_Data to use_:
-------
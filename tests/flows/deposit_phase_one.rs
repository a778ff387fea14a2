use ckb_types::{
    core::DepType,
    packed::{Transaction, WitnessArgs},
    prelude::*,
};
use ickb_builder::ckb_utils::{pack_receipt, ValueOracle};
use ickb_builder::config::{DAO, ICKB_DOMAIN_LOGIC};
use ickb_builder::deposit::{default_deposit_amount, run_phase_one, DepositRequest};
use ickb_builder::error::Error;
use ickb_builder::submit::Submitter;
use ickb_builder::types::*;

use crate::fixtures::*;

struct Env {
    rpc: FakeRpc,
    collector: VecCollector,
    clock: ManualClock,
    registry: ickb_builder::config::ScriptRegistry,
    signer: ickb_builder::ckb_utils::Secp256k1Signer,
}

fn env(tip_ar: u64) -> Env {
    let registry = ickb_registry();
    let signer = test_signer(&registry);
    let lock = signer_lock(&registry);
    Env {
        rpc: FakeRpc::new(header(0xaa, 100, tip_ar), genesis()),
        collector: VecCollector::new(plain_cells(&lock, 10, 100_000, 0x10)),
        clock: ManualClock::default(),
        registry,
        signer,
    }
}

impl Env {
    fn submitter(&self) -> Submitter<'_> {
        Submitter::new(&self.rpc, &self.collector, &self.signer, &self.registry, &self.clock, fast_config())
    }
}

fn capacity(tx: &Transaction, index: usize) -> u64 {
    tx.raw().outputs().get(index).unwrap().capacity().unpack()
}

#[tokio::test]
async fn quantity_over_limit_fails_before_any_rpc() {
    let env = env(AR_0);
    let request = DepositRequest { amount: 1_000 * CKB, quantity: 62 };

    let err = run_phase_one(&env.submitter(), request, &ValueOracle::default(), true).await.unwrap_err();

    assert!(matches!(err, Error::Limit { value: 62, max: 61, .. }));
    assert!(env.rpc.calls().is_empty());
    assert_eq!(env.collector.queries(), 0);
}

#[tokio::test]
async fn phase_one_emits_deposits_receipt_and_owner_cell() {
    let env = env(AR_0);
    let request = DepositRequest::new(1_000 * CKB, 3).unwrap();

    let (submitted, handoff) = run_phase_one(&env.submitter(), request, &ValueOracle::default(), true).await.unwrap();

    let sent = env.rpc.sent();
    assert_eq!(sent.len(), 1);
    let tx = sent[0].data();
    let outputs = tx.raw().outputs();
    let outputs_data = tx.raw().outputs_data();
    assert_eq!(outputs.len(), 3 + 2 + 1);

    let ickb_logic = env.registry.script(ICKB_DOMAIN_LOGIC).unwrap();
    let dao = env.registry.script(DAO).unwrap();
    for i in 0..3 {
        let deposit = outputs.get(i).unwrap();
        assert_eq!(capacity(&tx, i), 1_082 * CKB);
        assert_eq!(deposit.lock().as_slice(), ickb_logic.as_slice());
        assert_eq!(deposit.type_().to_opt().unwrap().as_slice(), dao.as_slice());
        assert_eq!(outputs_data.get(i).unwrap().raw_data().as_ref(), &[0u8; 8]);
    }

    let receipt = outputs.get(3).unwrap();
    assert_eq!(capacity(&tx, 3), RECEIPT_CELL_CKB * CKB);
    assert_eq!(receipt.lock().as_slice(), signer_lock(&env.registry).as_slice());
    assert_eq!(receipt.type_().to_opt().unwrap().as_slice(), ickb_logic.as_slice());
    let packed = pack_receipt(1_000 * CKB, 3).unwrap();
    assert_eq!(outputs_data.get(3).unwrap().raw_data().as_ref(), &packed.to_le_bytes());

    let owner = outputs.get(4).unwrap();
    assert_eq!(capacity(&tx, 4), OWNER_LOCK_CELL_CKB * CKB);
    assert_eq!(owner.lock().as_slice(), ickb_logic.as_slice());
    assert!(owner.type_().to_opt().is_none());

    // every script resolves through the one dep group
    let deps = tx.raw().cell_deps();
    assert_eq!(deps.len(), 1);
    assert_eq!(deps.get(0).unwrap().out_point().as_slice(), dep_group_out_point().as_slice());
    assert_eq!(deps.get(0).unwrap().dep_type().as_slice(), &[DepType::DepGroup as u8]);

    // funding inputs share one lock: one signature, then empty locks
    let witnesses = tx.witnesses();
    assert_eq!(witnesses.len(), tx.raw().inputs().len());
    let lock_len = |i: usize| {
        let args = WitnessArgs::from_slice(&witnesses.get(i).unwrap().raw_data()).unwrap();
        args.lock().to_opt().unwrap().raw_data().len()
    };
    assert_eq!(lock_len(0), SIGNATURE_SIZE);
    for i in 1..witnesses.len() {
        assert_eq!(lock_len(i), 0);
    }

    let receipts = handoff.receipts();
    assert_eq!(receipts.len(), 1);
    assert_eq!(receipts[0].tx_hash().as_slice(), submitted.tx_hash.as_slice());
    let receipt_index: u32 = receipts[0].index().unpack();
    let owner_index: u32 = handoff.owner_lock().index().unpack();
    assert_eq!((receipt_index, owner_index), (3, 4));
    assert_eq!(submitted.out_points.get(Role::Deposit).len(), 3);

    assert_eq!(env.rpc.calls(), vec!["get_tip_header", "send_transaction", "get_transaction"]);
}

#[tokio::test]
async fn full_quantity_fits_dao_output_limit() {
    let env = env(AR_0);
    let request = DepositRequest::new(1_000 * CKB, MAX_DEPOSIT_QUANTITY).unwrap();

    let (submitted, _) = run_phase_one(&env.submitter(), request, &ValueOracle::default(), true).await.unwrap();

    assert_eq!(submitted.out_points.get(Role::Deposit).len(), 61);
    assert_eq!(env.rpc.sent()[0].outputs().len(), DAO_OUTPUT_LIMIT);
}

#[tokio::test]
async fn deposit_above_soft_cap_is_refused() {
    let env = env(AR_0);
    let request = DepositRequest::new(200_000 * CKB, 1).unwrap();

    let err = run_phase_one(&env.submitter(), request, &ValueOracle::default(), true).await.unwrap_err();

    assert!(matches!(err, Error::DepositTooLarge { .. }));
    assert!(env.rpc.sent().is_empty());
}

#[tokio::test]
async fn soft_cap_check_can_be_skipped() {
    let env = env(AR_0);
    let request = DepositRequest::new(200_000 * CKB, 1).unwrap();

    run_phase_one(&env.submitter(), request, &ValueOracle::default(), false).await.unwrap();

    assert!(!env.rpc.calls().contains(&"get_tip_header"));
    assert_eq!(env.rpc.sent().len(), 1);
}

#[tokio::test]
async fn default_amount_sits_at_the_soft_cap() {
    let env = env(AR_0 + AR_0 / 10);
    let oracle = ValueOracle::default();

    let amount = default_deposit_amount(&env.rpc, &oracle).await.unwrap();
    assert_eq!(amount as u128, ICKB_SOFT_CAP_PER_DEPOSIT * 11 / 10 + 1);

    let request = DepositRequest::new(amount, 1).unwrap();
    run_phase_one(&env.submitter(), request, &oracle, true).await.unwrap();
    assert_eq!(env.rpc.sent().len(), 1);
}

#[tokio::test]
async fn default_amount_passes_the_check_at_genesis_rate() {
    let env = env(AR_0);
    let oracle = ValueOracle::default();

    let amount = default_deposit_amount(&env.rpc, &oracle).await.unwrap();
    assert_eq!(amount as u128, ICKB_SOFT_CAP_PER_DEPOSIT);

    let request = DepositRequest::new(amount, 1).unwrap();
    run_phase_one(&env.submitter(), request, &oracle, true).await.unwrap();
    assert_eq!(env.rpc.sent().len(), 1);
}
-------
_Task details_:
Note which lines carry the word "Role" in the material, then copy each of them.

_Exercise answer_:
    assert_eq!(submitted.out_points.get(Role::Deposit).len(), 3);
    assert_eq!(submitted.out_points.get(Role::Deposit).len(), 61);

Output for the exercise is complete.